FORMULATION DEVELOPMENT OF LAMOTRIGINE NANOPARTICLE LOADED IN SITU GELS FOR NASAL DELIVERY - IN VITRO, PHARMACOKINETIC AND PHARMACODYNAMIC STUDY

Lamotrigine belongs to the class of phenyl triazine and utilized for the epilepsy disorder and neuropathic pain. The aim of the study was to prepare and characterize a novel, nanoparticulate lamotrigine   formulation for nasal administration. In current study, Lamotrigine nanoparticles were developed and incorporated in to in situ gel. Lamotrigine undergoes hepatic first pass metabolism which can be avoided via nasal administration.

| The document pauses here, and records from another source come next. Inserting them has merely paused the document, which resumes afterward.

//! Pluralsight content API (bearer API key)

use async_trait::async_trait;
use serde::Deserialize;

use super::{fetch_json, CourseCatalog};
use crate::config::CatalogsConfig;
use crate::domain::course_import::{ExternalCourse, ExternalLesson, ImportProvider};
use crate::shared::errors::InfraResult;

pub struct PluralsightCatalog {
    client: reqwest::Client,
    base_url: String,
    api_key: String,
}

#[derive(Debug, Deserialize)]
#[serde(rename_all = "camelCase")]
struct PsCourse {
    title: String,
    #[serde(default)]
    description: Option<String>,
    #[serde(default)]
    image_url: Option<String>,
    #[serde(default)]
    category: Option<String>,
    #[serde(default)]
    modules: Vec<PsModule>,
}

#[derive(Debug, Deserialize)]
struct PsModule {
    title: String,
    #[serde(default)]
    clips: Vec<PsClip>,
}

#[derive(Debug, Deserialize)]
struct PsClip {
    title: String,
    /// Seconds
    #[serde(default)]
    duration: Option<i32>,
}

impl PluralsightCatalog {
    pub fn new(client: reqwest::Client, config: &CatalogsConfig) -> Self {
        Self {
            client,
            base_url: config.pluralsight_base_url.trim_end_matches('/').to_string(),
            api_key: config.pluralsight_api_key.clone(),
        }
    }
}

/// Clips flatten into lessons titled `module: clip`.
fn flatten(modules: Vec<PsModule>) -> Vec<ExternalLesson> {
    modules
        .into_iter()
        .flat_map(|m| {
            let module_title = m.title;
            m.clips.into_iter().map(move |clip| ExternalLesson {
                title: format!("{}: {}", module_title, clip.title),
                content: None,
                video_url: None,
                duration_seconds: clip.duration.unwrap_or(0),
            })
        })
        .collect()
}

#[async_trait]
impl CourseCatalog for PluralsightCatalog {
    fn provider(&self) -> ImportProvider {
        ImportProvider::Pluralsight
    }

    async fn fetch_course(&self, external_id: &str) -> InfraResult<ExternalCourse> {
        let course: PsCourse = fetch_json(
            "pluralsight",
            self.client
                .get(format!(
                    "{}/courses/{}",
                    self.base_url,
                    urlencoding::encode(external_id)
                ))
                .bearer_auth(&self.api_key),
        )
        .await?;

        Ok(ExternalCourse {
            provider: ImportProvider::Pluralsight,
            external_id: external_id.to_string(),
            title: course.title,
            description: course.description,
            category: course.category,
            thumbnail_url: course.image_url,
            lessons: flatten(course.modules),
        })
    }
}

#[cfg(test)]
mod tests {
    use super::*;

    #[test]
    fn flattens_modules() {
        let raw = r#"{"title":"Rust","modules":[
            {"title":"Basics","clips":[{"title":"Hello","duration":60},{"title":"Types"}]},
            {"title":"Async","clips":[{"title":"Tokio","duration":300}]}
        ]}"#;
        let course: PsCourse = serde_json::from_str(raw).unwrap();
        let lessons = flatten(course.modules);
        assert_eq!(lessons.len(), 3);
        assert_eq!(lessons[0].title, "Basics: Hello");
        assert_eq!(lessons[2].duration_seconds, 300);
    }
}
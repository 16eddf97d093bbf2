//! Courses, their modules and lessons

use std::sync::Arc;

use chrono::Utc;
use sea_orm::{
    ActiveModelTrait, ColumnTrait, ConnectionTrait, DatabaseConnection, EntityTrait, PaginatorTrait,
    QueryFilter, QueryOrder, Set, TransactionTrait,
};
use serde::Serialize;
use tracing::info;

use super::{load_course, load_lesson, load_owned_course, new_id, required};
use crate::domain::course::{slugify, unique_slug, CourseLevel, CourseStatus};
use crate::domain::course_import::ExternalCourse;
use crate::domain::monetization::MonetizationType;
use crate::domain::Actor;
use crate::infrastructure::cache::{CacheService, CacheTtl};
use crate::infrastructure::database::entities::{course, course_module, enrollment, lesson};
use crate::shared::best_effort;
use crate::shared::errors::{DomainError, DomainResult};
use crate::shared::pagination::{PaginatedResult, PaginationParams};

#[derive(Debug, Clone)]
pub struct NewCourse {
    pub title: String,
    pub description: Option<String>,
    pub category: Option<String>,
    pub level: CourseLevel,
    pub language: String,
    pub price_cents: i64,
    pub currency: String,
    pub monetization_type: MonetizationType,
    pub capacity: Option<i32>,
    pub thumbnail_url: Option<String>,
}

#[derive(Debug, Clone, Default)]
pub struct CourseChanges {
    pub title: Option<String>,
    pub description: Option<String>,
    pub category: Option<String>,
    pub level: Option<CourseLevel>,
    pub language: Option<String>,
    pub price_cents: Option<i64>,
    pub capacity: Option<Option<i32>>,
    pub thumbnail_url: Option<String>,
}

#[derive(Debug, Clone, Default)]
pub struct CourseFilter {
    pub status: Option<CourseStatus>,
    pub category: Option<String>,
    pub level: Option<CourseLevel>,
    pub teacher_id: Option<String>,
    pub search: Option<String>,
}
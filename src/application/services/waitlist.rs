//! Waitlists for full courses

use std::sync::Arc;

use chrono::Utc;
use sea_orm::{
    ActiveModelTrait, ColumnTrait, ConnectionTrait, DatabaseConnection, EntityTrait, PaginatorTrait,
    QueryFilter, QueryOrder, Set,
};
use serde::Serialize;
use tracing::info;

use super::email::{waitlist_seat_available, EmailService};
use super::{is_enrolled, load_course, load_owned_course, load_user, new_id};
use crate::domain::enrollment::{has_capacity, EnrollmentStatus};
use crate::domain::waitlist::WaitlistStatus;
use crate::domain::Actor;
use crate::infrastructure::database::entities::{enrollment, waitlist_entry};
use crate::shared::best_effort;
use crate::shared::errors::{DomainError, DomainResult};

#[derive(Debug, Clone, Serialize)]
pub struct WaitlistPosition {
    pub entry: waitlist_entry::Model,
    /// 1-based place among users still waiting
    pub place: u64,
}

pub struct WaitlistService {
    db: DatabaseConnection,
    email: Arc<EmailService>,
}

impl WaitlistService {
    pub fn new(db: DatabaseConnection, email: Arc<EmailService>) -> Self {
        Self { db, email }
    }

    pub async fn join(&self, actor: &Actor, course_id: &str) -> DomainResult<waitlist_entry::Model> {
        let course = load_course(&self.db, course_id).await?;
        if is_enrolled(&self.db, &actor.user_id, course_id).await? {
            return Err(DomainError::Conflict("Already enrolled in this course".into()));
        }
        let live = live_enrollments(&self.db, course_id).await?;
        if has_capacity(course.capacity, live) {
            return Err(DomainError::validation("Course has open seats; enroll directly"));
        }
        if queued_entry(&self.db, &actor.user_id, course_id).await?.is_some() {
            return Err(DomainError::Conflict("Already on the waitlist".into()));
        }

        let last = waitlist_entry::Entity::find()
            .filter(waitlist_entry::Column::CourseId.eq(course_id))
            .order_by_desc(waitlist_entry::Column::Position)
            .one(&self.db)
            .await?;
        let created = waitlist_entry::ActiveModel {
            id: Set(new_id()),
            course_id: Set(course_id.to_string()),
            user_id: Set(actor.user_id.clone()),
            position: Set(last.map(|e| e.position).unwrap_or(0) + 1),
            status: Set(WaitlistStatus::Waiting),
            notified_at: Set(None),
            created_at: Set(Utc::now()),
        }
        .insert(&self.db)
        .await?;
        info!(course_id, user_id = %actor.user_id, position = created.position, "Joined waitlist");
        Ok(created)
    }

    pub async fn leave(&self, actor: &Actor, course_id: &str) -> DomainResult<()> {
        let entry = queued_entry(&self.db, &actor.user_id, course_id)
            .await?
            .ok_or_else(|| DomainError::not_found("Waitlist entry", course_id))?;
        let mut active: waitlist_entry::ActiveModel = entry.into();
        active.status = Set(WaitlistStatus::Left);
        active.update(&self.db).await?;
        Ok(())
    }

    pub async fn position(&self, actor: &Actor, course_id: &str) -> DomainResult<WaitlistPosition> {
        let entry = queued_entry(&self.db, &actor.user_id, course_id)
            .await?
            .ok_or_else(|| DomainError::not_found("Waitlist entry", course_id))?;
        let ahead = waitlist_entry::Entity::find()
            .filter(waitlist_entry::Column::CourseId.eq(course_id))
            .filter(waitlist_entry::Column::Status.eq(WaitlistStatus::Waiting))
            .filter(waitlist_entry::Column::Position.lt(entry.position))
            .count(&self.db)
            .await?;
        Ok(WaitlistPosition { entry, place: ahead + 1 })
    }

    pub async fn list(&self, actor: &Actor, course_id: &str) -> DomainResult<Vec<waitlist_entry::Model>> {
        load_owned_course(&self.db, actor, course_id).await?;
        Ok(waitlist_entry::Entity::find()
            .filter(waitlist_entry::Column::CourseId.eq(course_id))
            .order_by_asc(waitlist_entry::Column::Position)
            .all(&self.db)
            .await?)
    }

    /// Offer the freed seat to the longest-waiting user.
    pub async fn notify_next(&self, course_id: &str) -> DomainResult<Option<waitlist_entry::Model>> {
        let course = load_course(&self.db, course_id).await?;
        let next = waitlist_entry::Entity::find()
            .filter(waitlist_entry::Column::CourseId.eq(course_id))
            .filter(waitlist_entry::Column::Status.eq(WaitlistStatus::Waiting))
            .order_by_asc(waitlist_entry::Column::Position)
            .one(&self.db)
            .await?;
        let Some(next) = next else {
            return Ok(None);
        };

        let mut active: waitlist_entry::ActiveModel = next.into();
        active.status = Set(WaitlistStatus::Notified);
        active.notified_at = Set(Some(Utc::now()));
        let notified = active.update(&self.db).await?;

        if let Some(user) = best_effort("load_waitlisted_user", load_user(&self.db, &notified.user_id)).await {
            best_effort(
                "waitlist_email",
                self.email.send(waitlist_seat_available(&user.email, &user.username, &course.title)),
            )
            .await;
        }
        info!(course_id, user_id = %notified.user_id, "Waitlist seat offered");
        Ok(Some(notified))
    }
}

pub(crate) async fn live_enrollments<C: ConnectionTrait>(db: &C, course_id: &str) -> DomainResult<u64> {
    Ok(enrollment::Entity::find()
        .filter(enrollment::Column::CourseId.eq(course_id))
        .filter(enrollment::Column::Status.is_in([EnrollmentStatus::Active, EnrollmentStatus::Completed]))
        .count(db)
        .await?)
}

async fn queued_entry<C: ConnectionTrait>(
    db: &C,
    user_id: &str,
    course_id: &str,
) -> DomainResult<Option<waitlist_entry::Model>> {
    Ok(waitlist_entry::Entity::find()
        .filter(waitlist_entry::Column::CourseId.eq(course_id))
        .filter(waitlist_entry::Column::UserId.eq(user_id))
        .filter(waitlist_entry::Column::Status.is_in([WaitlistStatus::Waiting, WaitlistStatus::Notified]))
        .one(db)
        .await?)
}

/// Close the user's queued entry once they hold a seat.
pub(crate) async fn mark_enrolled<C: ConnectionTrait>(db: &C, user_id: &str, course_id: &str) -> DomainResult<()> {
    if let Some(entry) = queued_entry(db, user_id, course_id).await? {
        let mut active: waitlist_entry::ActiveModel = entry.into();
        active.status = Set(WaitlistStatus::Enrolled);
        active.update(db).await?;
    }
    Ok(())
}
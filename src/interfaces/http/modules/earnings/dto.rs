use chrono::{DateTime, Datelike, TimeZone, Utc};
use serde::Deserialize;
use utoipa::IntoParams;

use crate::domain::earnings::Period;
use crate::shared::errors::DomainResult;

/// `?start=&end=`; defaults to the current calendar month.
#[derive(Debug, Deserialize, IntoParams)]
pub struct PeriodParams {
    pub start: Option<DateTime<Utc>>,
    pub end: Option<DateTime<Utc>>,
}

impl PeriodParams {
    pub fn resolve(&self, now: DateTime<Utc>) -> DomainResult<Period> {
        let month_start = Utc
            .with_ymd_and_hms(now.year(), now.month(), 1, 0, 0, 0)
            .single()
            .unwrap_or(now);
        let start = self.start.unwrap_or(month_start);
        let end = self.end.unwrap_or(now);
        Period::new(start, end)
    }
}

#[cfg(test)]
mod tests {
    use super::*;
    use chrono::Duration;

    #[test]
    fn defaults_to_month_to_date() {
        let now = Utc.with_ymd_and_hms(2026, 3, 15, 12, 0, 0).unwrap();
        let period = PeriodParams { start: None, end: None }.resolve(now).unwrap();
        assert_eq!(period.start, Utc.with_ymd_and_hms(2026, 3, 1, 0, 0, 0).unwrap());
        assert_eq!(period.end, now);
    }

    #[test]
    fn inverted_range_is_rejected() {
        let now = Utc::now();
        let params = PeriodParams {
            start: Some(now),
            end: Some(now - Duration::days(1)),
        };
        assert!(params.resolve(now).is_err());
    }
}
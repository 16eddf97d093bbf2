//! Course entity

use sea_orm::entity::prelude::*;
use serde::{Deserialize, Serialize};

pub use crate::domain::course::{CourseLevel, CourseStatus};
pub use crate::domain::monetization::MonetizationType;

#[derive(Clone, Debug, PartialEq, Eq, DeriveEntityModel, Serialize, Deserialize)]
#[sea_orm(table_name = "courses")]
pub struct Model {
    #[sea_orm(primary_key, auto_increment = false)]
    pub id: String,
    pub title: String,
    #[sea_orm(unique)]
    pub slug: String,
    #[sea_orm(column_type = "Text", nullable)]
    pub description: Option<String>,
    pub teacher_id: String,
    #[sea_orm(nullable)]
    pub category: Option<String>,
    pub level: CourseLevel,
    pub language: String,
    /// Price in minor currency units
    pub price_cents: i64,
    pub currency: String,
    pub monetization_type: MonetizationType,
    pub status: CourseStatus,
    /// Maximum live enrollments; `None` is unlimited
    #[sea_orm(nullable)]
    pub capacity: Option<i32>,
    #[sea_orm(nullable)]
    pub thumbnail_url: Option<String>,
    /// Set for courses created by a catalog import
    #[sea_orm(nullable)]
    pub source_provider: Option<String>,
    #[sea_orm(nullable)]
    pub external_id: Option<String>,
    #[sea_orm(nullable)]
    pub published_at: Option<DateTimeUtc>,
    pub created_at: DateTimeUtc,
    pub updated_at: DateTimeUtc,
}

#[derive(Copy, Clone, Debug, EnumIter, DeriveRelation)]
pub enum Relation {
    #[sea_orm(has_many = "super::course_module::Entity")]
    Modules,
    #[sea_orm(has_many = "super::lesson::Entity")]
    Lessons,
    #[sea_orm(has_many = "super::enrollment::Entity")]
    Enrollments,
}

impl Related<super::course_module::Entity> for Entity {
    fn to() -> RelationDef {
        Relation::Modules.def()
    }
}

impl Related<super::lesson::Entity> for Entity {
    fn to() -> RelationDef {
        Relation::Lessons.def()
    }
}

impl Related<super::enrollment::Entity> for Entity {
    fn to() -> RelationDef {
        Relation::Enrollments.def()
    }
}

impl ActiveModelBehavior for ActiveModel {}
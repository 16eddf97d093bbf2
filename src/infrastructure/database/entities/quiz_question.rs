use sea_orm::entity::prelude::*;
use serde::{Deserialize, Serialize};

pub use crate::domain::quiz::QuestionKind;
use crate::domain::quiz::QuestionKey;

#[derive(Clone, Debug, PartialEq, DeriveEntityModel, Serialize, Deserialize)]
#[sea_orm(table_name = "quiz_questions")]
pub struct Model {
    #[sea_orm(primary_key, auto_increment = false)]
    pub id: String,
    pub quiz_id: String,
    #[sea_orm(column_type = "Text")]
    pub prompt: String,
    pub kind: QuestionKind,
    /// JSON array of option labels
    pub options: Json,
    /// JSON array of correct option indices
    pub correct: Json,
    pub points: i32,
    pub position: i32,
}

impl Model {
    pub fn option_labels(&self) -> Vec<String> {
        serde_json::from_value(self.options.clone()).unwrap_or_default()
    }

    pub fn key(&self) -> QuestionKey {
        QuestionKey {
            id: self.id.clone(),
            kind: self.kind,
            options: self.option_labels(),
            correct: serde_json::from_value(self.correct.clone()).unwrap_or_default(),
            points: self.points,
        }
    }
}

#[derive(Copy, Clone, Debug, EnumIter, DeriveRelation)]
pub enum Relation {
    #[sea_orm(
        belongs_to = "super::quiz::Entity",
        from = "Column::QuizId",
        to = "super::quiz::Column::Id",
        on_delete = "Cascade"
    )]
    Quiz,
}

impl Related<super::quiz::Entity> for Entity {
    fn to() -> RelationDef {
        Relation::Quiz.def()
    }
}

impl ActiveModelBehavior for ActiveModel {}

The Lamotrigine nanoparticles were formulated by modified   ionotropic gelation method and were incorporated   in to in situ gel. The prepared nanoparticles were evaluated for their shape, polydispersity index, particle size, zeta potential, in-vitro drug release pattern and encapsulation efficiency.  LG4 nanoparticle formulation showed spherical shaped nanoparticles with particle size of about 82.16±0.4 nm, zeta potential of 39.4±1.44, and acceptable entrapment efficiency of 84.14±0.18, in vitro release of nanoparticles showed 98.31±1.38 drug release after 12 hours. In situ gels were prepared and the optimized gel was selected for incorporating nanoparticles. Prepared nanoparticulate in situ gel formulations were characterized for in-vitro gelation, gelation temperature, mucoadhesive strength, viscosity and drug release. The release of drug from optimized nanoparticulate in situ gel obeyed Korsmeyer-Peppas model. Stability study revealed that the optimized preparation was more stable at refrigerated conditions (4–8^° C). Pharmacokinetic studies revealed the enhancement of bioavailability in terms of AUC and F, there was 2-fold increase in bioavailability of nanoparticle incorporated in situ gel in comparison with lamotrigine solution. Lamotrigine nanoparticle incorporated in-situ gel revealed potent anticonvulsant activity effect on the Pentylenetetrazol induced seizure model in mice.